In which we dwell at great length on the “easy” part of Cheeger’s inequality.

The edge expansion of a graph $G=(V,E)$, defined as $\displaystyle h(G):= \min_{S: |S| \leq \frac {|V|}{2} } \frac{edges(S,V-S)}{|S|}$

is a measure of how “well connected” is a graph. A graph has edge expansion at least $h$ if and only if, in order to disconnect a set of $k$ vertices from the rest of the graph, one must remove at least $hk$ edges. In other words, the removal of $t$ edges from a graph of edge expansion $\geq h$ must leave a connected component of size $\geq n - t/h$, where $n$ is the number of vertices.

As readers of in theory know, graphs of large edge expansion (expander graphs) have many applications, and in this post we are going to return to the question of how one certifies that a given graph has large edge expansion.

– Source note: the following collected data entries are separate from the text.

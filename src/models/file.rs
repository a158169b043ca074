use chrono::{DateTime, Utc};
use serde::{Deserialize, Serialize};
use std::path::PathBuf;

/// Stat result for a single vault path
#[derive(Debug, Clone, PartialEq, Serialize, Deserialize)]
#[serde(rename_all = "camelCase")]
pub struct FileStat {
    /// File size in bytes (0 for directories)
    pub size: u64,
    /// Last modified timestamp
    pub modified: DateTime<Utc>,
    /// Whether this is a directory
    pub is_directory: bool,
    /// Whether this is a file
    pub is_file: bool,
}

/// A single entry returned by a directory listing
#[derive(Debug, Clone, PartialEq, Serialize, Deserialize)]
#[serde(rename_all = "camelCase")]
pub struct DirEntry {
    /// Absolute path
    pub path: PathBuf,
    /// Whether this is a directory
    pub is_directory: bool,
    /// Whether this is a symbolic link (never followed during scans)
    pub is_symlink: bool,
}

impl FileStat {
    /// Build a stat from std metadata
    pub fn from_metadata(metadata: &std::fs::Metadata) -> Self {
        let modified = metadata
            .modified()
            .ok()
            .map(DateTime::<Utc>::from)
            .unwrap_or_else(Utc::now);

        let is_directory = metadata.is_dir();
        Self {
            size: if is_directory { 0 } else { metadata.len() },
            modified,
            is_directory,
            is_file: metadata.is_file(),
        }
    }
}
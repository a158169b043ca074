use std::path::Path;

use crate::utils::normalize;

/// Vault directories that bulk operations must never touch directly.
const PROTECTED_DIRS: &[&str] = &[".git", ".obsidian"];

/// Security validator for vault path operations
pub struct PathValidator;

impl PathValidator {
    /// Check that `path` lies inside `vault_root` (lexically, after normalization)
    pub fn is_within_vault(vault_root: &Path, path: &Path) -> bool {
        let root = normalize(vault_root);
        let check_path = normalize(path);
        check_path != root && check_path.starts_with(&root)
    }

    /// Check if a path is protected and should not be modified
    ///
    /// The vault root itself and anything under a tool directory like `.git`
    /// or `.obsidian` is protected.
    pub fn is_protected_path(vault_root: &Path, path: &Path) -> bool {
        let root = normalize(vault_root);
        let check_path = normalize(path);

        if check_path == root {
            return true;
        }

        match check_path.strip_prefix(&root) {
            Ok(relative) => relative
                .components()
                .next()
                .map(|first| {
                    let first = first.as_os_str().to_string_lossy();
                    PROTECTED_DIRS.iter().any(|p| *p == first)
                })
                .unwrap_or(false),
            Err(_) => false,
        }
    }
}

#[cfg(test)]
mod tests {
    use super::*;

    #[test]
    fn test_within_vault() {
        let root = Path::new("/vault");
        assert!(PathValidator::is_within_vault(root, Path::new("/vault/a.md")));
        assert!(PathValidator::is_within_vault(root, Path::new("/vault/x/../a.md")));
        assert!(!PathValidator::is_within_vault(root, Path::new("/vault/../etc/passwd")));
        assert!(!PathValidator::is_within_vault(root, Path::new("/vault")));
        assert!(!PathValidator::is_within_vault(root, Path::new("/vault2/a.md")));
    }

    #[test]
    fn test_protected_paths() {
        let root = Path::new("/vault");
        assert!(PathValidator::is_protected_path(root, Path::new("/vault")));
        assert!(PathValidator::is_protected_path(root, Path::new("/vault/.git/config")));
        assert!(PathValidator::is_protected_path(root, Path::new("/vault/.obsidian/app.json")));
        assert!(!PathValidator::is_protected_path(root, Path::new("/vault/Notes/.git.md")));
        assert!(!PathValidator::is_protected_path(root, Path::new("/vault/Notes/a.md")));
    }
}
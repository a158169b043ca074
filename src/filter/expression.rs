//! Natural-language date and size expressions.
//!
//! Both parsers normalize to a single comparison against a timestamp or a
//! byte count. They never fail loudly: anything they do not fully recognize
//! yields `None`, which callers treat as "no constraint".
//!
//! Dates are compared as timestamps, so phrases about age are mirrored:
//! `< 7 days` (younger than a week) becomes `> now - 7d`.

use chrono::{DateTime, Datelike, Duration, NaiveDate, NaiveDateTime, TimeZone, Utc};
use once_cell::sync::Lazy;
use regex::Regex;

use super::ast::{ComparisonOp, Constraint, DatePredicate, SizePredicate};

static OPERATOR_PREFIX: Lazy<Regex> =
    Lazy::new(|| Regex::new(r"^(<=|>=|==|<|>|=)\s*(.+)$").unwrap());

/// `-30d`, `+7d`, `30d`, `2w`
static SHORTHAND_OFFSET: Lazy<Regex> =
    Lazy::new(|| Regex::new(r"^([+-])?(\d+)\s*([dwmy])$").unwrap());

/// `7 days`, `2 weeks`, `7d`
static DURATION: Lazy<Regex> = Lazy::new(|| {
    Regex::new(r"^(\d+)\s*(h|hours?|d|days?|w|weeks?|m|months?|y|years?)$").unwrap()
});

/// `last 7 days`, `past month`
static LAST_N: Lazy<Regex> = Lazy::new(|| {
    Regex::new(r"^(?:last|past)\s+(?:(\d+)\s+)?(hours?|days?|weeks?|months?|years?)$").unwrap()
});

/// `since 2024`, `before march 2024`
static KEYWORD_POINT: Lazy<Regex> =
    Lazy::new(|| Regex::new(r"^(since|after|before|until)\s+(.+)$").unwrap());

static MONTH_YEAR: Lazy<Regex> =
    Lazy::new(|| Regex::new(r"^([a-z]+)(?:\s+(\d{4}))?$").unwrap());

static SIZE: Lazy<Regex> = Lazy::new(|| {
    Regex::new(
        r"^(?:(over|greater than|more than|larger than|under|less than|smaller than|below|at least|at most|>=|<=|>|<|=)\s*)?(\d+(?:\.\d+)?)\s*(b|bytes?|k|kb|m|mb|meg|g|gb|gig)?$",
    )
    .unwrap()
});

const MONTHS: [&str; 12] = [
    "january",
    "february",
    "march",
    "april",
    "may",
    "june",
    "july",
    "august",
    "september",
    "october",
    "november",
    "december",
];

/// Parse a date phrase against the current time
pub fn parse_date_expression(text: &str) -> Option<DatePredicate> {
    parse_date_expression_at(text, Utc::now())
}

/// Parse a date phrase against a fixed `now`
pub fn parse_date_expression_at(text: &str, now: DateTime<Utc>) -> Option<DatePredicate> {
    let text = text.trim().to_lowercase();
    if text.is_empty() {
        return None;
    }

    if let Some(caps) = OPERATOR_PREFIX.captures(&text) {
        let operator = ComparisonOp::from_symbol(&caps[1])?;
        let rest = caps[2].trim();
        if let Some(at) = parse_iso_timestamp(rest) {
            return Some(DatePredicate {
                operator,
                value: at,
            });
        }
        if let Some(start) = named_period_start(rest, now) {
            return Some(DatePredicate {
                operator,
                value: start,
            });
        }
        let span = parse_duration(rest)?;
        return Some(DatePredicate {
            operator: operator.invert(),
            value: now.checked_sub_signed(span)?,
        });
    }

    if let Some(caps) = SHORTHAND_OFFSET.captures(&text) {
        let amount: i64 = caps[2].parse().ok()?;
        let span = unit_duration(&caps[3], amount)?;
        let operator = match caps.get(1).map(|m| m.as_str()) {
            Some("+") => ComparisonOp::Lt,
            _ => ComparisonOp::Gt,
        };
        return Some(DatePredicate {
            operator,
            value: now.checked_sub_signed(span)?,
        });
    }

    if let Some(caps) = LAST_N.captures(&text) {
        let amount: i64 = match caps.get(1) {
            Some(n) => n.as_str().parse().ok()?,
            None => 1,
        };
        let span = unit_duration(&caps[2], amount)?;
        return Some(DatePredicate {
            operator: ComparisonOp::Gt,
            value: now.checked_sub_signed(span)?,
        });
    }

    if let Some(start) = named_period_start(&text, now) {
        return Some(DatePredicate {
            operator: ComparisonOp::Gte,
            value: start,
        });
    }

    let caps = KEYWORD_POINT.captures(&text)?;
    let operator = match &caps[1] {
        "since" => ComparisonOp::Gte,
        "after" => ComparisonOp::Gt,
        "before" => ComparisonOp::Lt,
        _ => ComparisonOp::Lte,
    };
    let value = parse_point(caps[2].trim(), now)?;
    Some(DatePredicate { operator, value })
}

/// Parse a size phrase
pub fn parse_size_expression(text: &str) -> Option<SizePredicate> {
    let text = text.trim().to_lowercase();
    let caps = SIZE.captures(&text)?;

    let operator = match caps.get(1).map(|m| m.as_str()) {
        None => ComparisonOp::Gte,
        Some("over" | "greater than" | "more than" | "larger than" | ">") => ComparisonOp::Gt,
        Some("under" | "less than" | "smaller than" | "below" | "<") => ComparisonOp::Lt,
        Some("at least" | ">=") => ComparisonOp::Gte,
        Some("at most" | "<=") => ComparisonOp::Lte,
        Some(_) => ComparisonOp::Eq,
    };

    let magnitude: f64 = caps[2].parse().ok()?;
    let multiplier: u64 = match caps.get(3).map(|m| m.as_str()) {
        None | Some("b" | "byte" | "bytes") => 1,
        Some("k" | "kb") => 1024,
        Some("m" | "mb" | "meg") => 1024 * 1024,
        Some(_) => 1024 * 1024 * 1024,
    };

    Some(SizePredicate {
        operator,
        bytes: (magnitude * multiplier as f64).floor() as u64,
    })
}

/// Date phrase as a fail-open constraint
pub fn date_constraint(text: &str) -> Constraint<DatePredicate> {
    Constraint::from_parsed(parse_date_expression(text))
}

/// Size phrase as a fail-open constraint
pub fn size_constraint(text: &str) -> Constraint<SizePredicate> {
    Constraint::from_parsed(parse_size_expression(text))
}

/// RFC 3339 timestamp, `YYYY-MM-DDTHH:MM:SS` (UTC) or a plain `YYYY-MM-DD`
pub fn parse_iso_timestamp(text: &str) -> Option<DateTime<Utc>> {
    let text = text.trim();
    if let Ok(dt) = DateTime::parse_from_rfc3339(text) {
        return Some(dt.with_timezone(&Utc));
    }
    if let Ok(naive) = NaiveDateTime::parse_from_str(text, "%Y-%m-%dT%H:%M:%S") {
        return Some(Utc.from_utc_datetime(&naive));
    }
    NaiveDate::parse_from_str(text, "%Y-%m-%d")
        .ok()
        .and_then(start_of_day)
}

/// Whether `text` is a bare calendar date without a time part
pub fn is_date_only(text: &str) -> bool {
    NaiveDate::parse_from_str(text.trim(), "%Y-%m-%d").is_ok()
}

fn start_of_day(date: NaiveDate) -> Option<DateTime<Utc>> {
    date.and_hms_opt(0, 0, 0)
        .map(|naive| Utc.from_utc_datetime(&naive))
}

fn parse_duration(text: &str) -> Option<Duration> {
    let caps = DURATION.captures(text)?;
    let amount: i64 = caps[1].parse().ok()?;
    unit_duration(&caps[2], amount)
}

/// Months count as 30 days, years as 365
fn unit_duration(unit: &str, amount: i64) -> Option<Duration> {
    let days = match unit.trim_end_matches('s') {
        "h" | "hour" => return Duration::try_hours(amount),
        "d" | "day" => amount,
        "w" | "week" => amount.checked_mul(7)?,
        "m" | "month" => amount.checked_mul(30)?,
        "y" | "year" => amount.checked_mul(365)?,
        _ => return None,
    };
    Duration::try_days(days)
}

fn named_period_start(text: &str, now: DateTime<Utc>) -> Option<DateTime<Utc>> {
    let today = now.date_naive();
    let date = match text {
        "today" => today,
        "yesterday" => today.pred_opt()?,
        "this week" => today.checked_sub_signed(Duration::days(
            today.weekday().num_days_from_monday() as i64,
        ))?,
        "this month" => today.with_day(1)?,
        "this year" => NaiveDate::from_ymd_opt(today.year(), 1, 1)?,
        _ => return None,
    };
    start_of_day(date)
}

/// A year, a month name with optional year, or an ISO date
fn parse_point(text: &str, now: DateTime<Utc>) -> Option<DateTime<Utc>> {
    if text.len() == 4 && text.chars().all(|c| c.is_ascii_digit()) {
        let year: i32 = text.parse().ok()?;
        return NaiveDate::from_ymd_opt(year, 1, 1).and_then(start_of_day);
    }
    if let Some(at) = parse_iso_timestamp(text) {
        return Some(at);
    }

    let caps = MONTH_YEAR.captures(text)?;
    let month = month_number(&caps[1])?;
    let year = match caps.get(2) {
        Some(y) => y.as_str().parse().ok()?,
        None => now.year(),
    };
    NaiveDate::from_ymd_opt(year, month, 1).and_then(start_of_day)
}

/// `mar`, `march` and `sept` all resolve; fewer than three letters do not
fn month_number(word: &str) -> Option<u32> {
    if word.len() < 3 {
        return None;
    }
    MONTHS
        .iter()
        .position(|name| name.starts_with(word))
        .map(|idx| idx as u32 + 1)
}
use async_trait::async_trait;
use serde::{Deserialize, Serialize};
use std::io::ErrorKind;
use std::path::Path;
use thiserror::Error;

use crate::models::{DirEntry, FileStat};

/// Errors surfaced by a [`VaultFs`] implementation
#[derive(Debug, Clone, Error, Serialize, Deserialize)]
#[serde(rename_all = "snake_case", tag = "type", content = "details")]
pub enum FsError {
    /// The path does not exist
    #[error("Path not found: {0}")]
    NotFound(String),

    /// The process may not read or write the path
    #[error("Permission denied: {0}")]
    PermissionDenied(String),

    /// A create/rename target is already taken
    #[error("Path already exists: {0}")]
    AlreadyExists(String),

    /// Any other I/O failure, message preserved from the OS
    #[error("I/O error on {path}: {message}")]
    Io { path: String, message: String },
}

impl FsError {
    /// Attach a path to a std I/O error
    pub fn from_io(path: &Path, err: std::io::Error) -> Self {
        let display = path.display().to_string();
        match err.kind() {
            ErrorKind::NotFound => FsError::NotFound(display),
            ErrorKind::PermissionDenied => FsError::PermissionDenied(display),
            ErrorKind::AlreadyExists => FsError::AlreadyExists(display),
            _ => FsError::Io {
                path: display,
                message: err.to_string(),
            },
        }
    }
}

/// Storage primitives the pipeline needs from the vault
#[async_trait]
pub trait VaultFs: Send + Sync {
    /// Whether anything exists at `path`
    async fn exists(&self, path: &Path) -> bool;

    /// Size, modification time and kind of `path`
    async fn stat(&self, path: &Path) -> Result<FileStat, FsError>;

    /// Read a UTF-8 text file
    async fn read_file(&self, path: &Path) -> Result<String, FsError>;

    /// Replace the contents of a text file, creating parent directories
    async fn write_file(&self, path: &Path, contents: &str) -> Result<(), FsError>;

    /// List the direct children of a directory
    async fn read_dir(&self, path: &Path) -> Result<Vec<DirEntry>, FsError>;

    /// Move a file, creating the destination's parent directories
    async fn rename(&self, from: &Path, to: &Path) -> Result<(), FsError>;

    /// Delete a single file
    async fn remove_file(&self, path: &Path) -> Result<(), FsError>;

    /// Create a directory and all missing parents
    async fn create_dir_all(&self, path: &Path) -> Result<(), FsError>;

    /// Copy a file, creating the destination's parent directories
    async fn copy(&self, from: &Path, to: &Path) -> Result<(), FsError>;
}

#[cfg(test)]
mod tests {
    use super::*;
    use std::io;

    #[test]
    fn test_io_error_mapping() {
        let path = Path::new("/vault/a.md");
        assert!(matches!(
            FsError::from_io(path, io::Error::from(ErrorKind::NotFound)),
            FsError::NotFound(p) if p == "/vault/a.md"
        ));
        assert!(matches!(
            FsError::from_io(path, io::Error::from(ErrorKind::PermissionDenied)),
            FsError::PermissionDenied(_)
        ));

        let err = FsError::from_io(path, io::Error::new(ErrorKind::Other, "disk on fire"));
        assert!(err.to_string().contains("disk on fire"));
    }
}
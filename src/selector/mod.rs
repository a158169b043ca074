//! Document Selector
//!
//! Resolves selection criteria into concrete documents. Explicit file lists
//! work for files the index has never seen; query criteria are delegated to
//! the index.

use serde::{Deserialize, Serialize};
use serde_json::{Map, Value};
use std::collections::HashSet;
use std::path::{Path, PathBuf};
use std::sync::Arc;
use thiserror::Error;

use crate::models::Document;
use crate::ports::{DocumentIndex, FsError, IndexError, QueryCondition, VaultFs};
use crate::utils::{normalize, resolve_in_vault};

/// Errors that can occur while selecting documents
#[derive(Debug, Clone, Error, Serialize, Deserialize)]
#[serde(rename_all = "snake_case", tag = "type", content = "details")]
pub enum SelectionError {
    /// An explicitly listed path does not exist or is not a file
    #[error("Document not found: {0}")]
    NotFound(String),

    /// Malformed selection object
    #[error("Invalid selection: {0}")]
    Invalid(String),

    #[error(transparent)]
    Fs(#[from] FsError),

    #[error(transparent)]
    Index(#[from] IndexError),
}

/// What to select.
///
/// Deserializes from `{"all": true}`, `{"files": [...]}` or any other map of
/// query dimensions (`{"folder": "Projects", "status": "draft"}`).
#[derive(Debug, Clone, PartialEq, Serialize, Deserialize)]
#[serde(try_from = "Map<String, Value>", into = "Map<String, Value>")]
pub enum SelectionCriteria {
    All,
    Files(Vec<String>),
    Query(Map<String, Value>),
}

impl TryFrom<Map<String, Value>> for SelectionCriteria {
    type Error = SelectionError;

    fn try_from(map: Map<String, Value>) -> Result<Self, Self::Error> {
        if let Some(all) = map.get("all") {
            return match all {
                Value::Bool(true) => Ok(SelectionCriteria::All),
                _ => Err(SelectionError::Invalid("'all' must be true".to_string())),
            };
        }

        if let Some(files) = map.get("files") {
            let list = files
                .as_array()
                .ok_or_else(|| SelectionError::Invalid("'files' must be a list".to_string()))?;
            let paths = list
                .iter()
                .map(|v| {
                    v.as_str().map(str::to_string).ok_or_else(|| {
                        SelectionError::Invalid("'files' entries must be strings".to_string())
                    })
                })
                .collect::<Result<Vec<_>, _>>()?;
            return Ok(SelectionCriteria::Files(paths));
        }

        Ok(SelectionCriteria::Query(map))
    }
}

impl From<SelectionCriteria> for Map<String, Value> {
    fn from(criteria: SelectionCriteria) -> Self {
        match criteria {
            SelectionCriteria::All => {
                let mut map = Map::new();
                map.insert("all".to_string(), Value::Bool(true));
                map
            }
            SelectionCriteria::Files(files) => {
                let mut map = Map::new();
                map.insert(
                    "files".to_string(),
                    Value::Array(files.into_iter().map(Value::String).collect()),
                );
                map
            }
            SelectionCriteria::Query(map) => map,
        }
    }
}

/// Resolves [`SelectionCriteria`] into documents
pub struct DocumentSelector {
    vault_root: PathBuf,
    fs: Arc<dyn VaultFs>,
    index: Arc<dyn DocumentIndex>,
}

impl DocumentSelector {
    pub fn new(
        vault_root: impl Into<PathBuf>,
        fs: Arc<dyn VaultFs>,
        index: Arc<dyn DocumentIndex>,
    ) -> Self {
        Self {
            vault_root: normalize(&vault_root.into()),
            fs,
            index,
        }
    }

    /// Select documents, reading their content when `load_content` is set
    pub async fn select(
        &self,
        criteria: &SelectionCriteria,
        load_content: bool,
    ) -> Result<Vec<Document>, SelectionError> {
        let mut documents = match criteria {
            SelectionCriteria::All => self.index.get_all_documents().await?,
            SelectionCriteria::Files(files) => self.select_files(files).await?,
            SelectionCriteria::Query(map) => {
                let conditions: Vec<QueryCondition> = map
                    .iter()
                    .filter(|(key, _)| key.as_str() != "files")
                    .map(|(key, value)| QueryCondition::from_criterion(key, value))
                    .collect();
                if conditions.is_empty() {
                    self.index.get_all_documents().await?
                } else {
                    self.index.query(&conditions).await?
                }
            }
        };

        if load_content {
            for doc in documents.iter_mut().filter(|d| d.content.is_empty()) {
                doc.content = self.fs.read_file(&doc.path).await?;
            }
        }

        tracing::debug!(count = documents.len(), "Selected documents");
        Ok(documents)
    }

    async fn select_files(&self, files: &[String]) -> Result<Vec<Document>, SelectionError> {
        let mut seen = HashSet::new();
        let mut documents = Vec::with_capacity(files.len());

        for file in files {
            let path = resolve_in_vault(&self.vault_root, file);
            if !seen.insert(path.clone()) {
                continue;
            }
            documents.push(self.load_file(&path).await?);
        }

        Ok(documents)
    }

    /// Indexed metadata when available, otherwise a document built from `stat`
    async fn load_file(&self, path: &Path) -> Result<Document, SelectionError> {
        if !self.fs.exists(path).await {
            return Err(SelectionError::NotFound(path.display().to_string()));
        }
        let stat = self.fs.stat(path).await?;
        if !stat.is_file {
            return Err(SelectionError::NotFound(format!(
                "{} is not a file",
                path.display()
            )));
        }

        let indexed = match self.index.get_document(path).await {
            Ok(doc) => doc,
            Err(e) => {
                tracing::warn!(
                    path = %path.display(),
                    error = %e,
                    "Index lookup failed, using file stat"
                );
                None
            }
        };

        let mut document = match indexed {
            Some(mut doc) => {
                doc.metadata.size = stat.size;
                doc.metadata.modified = stat.modified;
                doc.metadata.outgoing_links =
                    self.index.get_outgoing_links(path).await.unwrap_or_default();
                doc.metadata.backlinks = self.index.get_backlinks(path).await.unwrap_or_default();
                doc
            }
            None => Document::from_stat(path, &stat),
        };
        document.path = path.to_path_buf();
        Ok(document)
    }
}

For simplicity, we shall only talk about regular graphs. In a previous post we mentioned that if $A$ is the adjacency matrix of a graph, there are numbers $\lambda_1 \geq \lambda_2 \geq \cdots \geq \lambda_n$ (the eigenvalues of $A$), not necessarily distinct, and an orthonormal basis $x_1,\cdots,x_n$ of ${\mathbf R}^n$, such that for all $i$ $x_iA = \lambda_i x_i$

And if the graph is $d$-regular, then $\lambda_1=d$, $x_1 = \frac {1}{\sqrt n} (1,\cdots,1)$, and for all $i$ we have $|\lambda_i | \leq d$. Finally, the numbers $\lambda_i$ and the vectors $x_i$ are computable in polynomial time. (This is all the linear algebra we will need.)

Given this setup, we have the lower bound $h(G) \geq \frac 12 \cdot (d-\lambda_2) \ \ \ (1)$

That is, the difference between largest and second largest eigenvalue gives a lower bound to the edge expansion of the graph.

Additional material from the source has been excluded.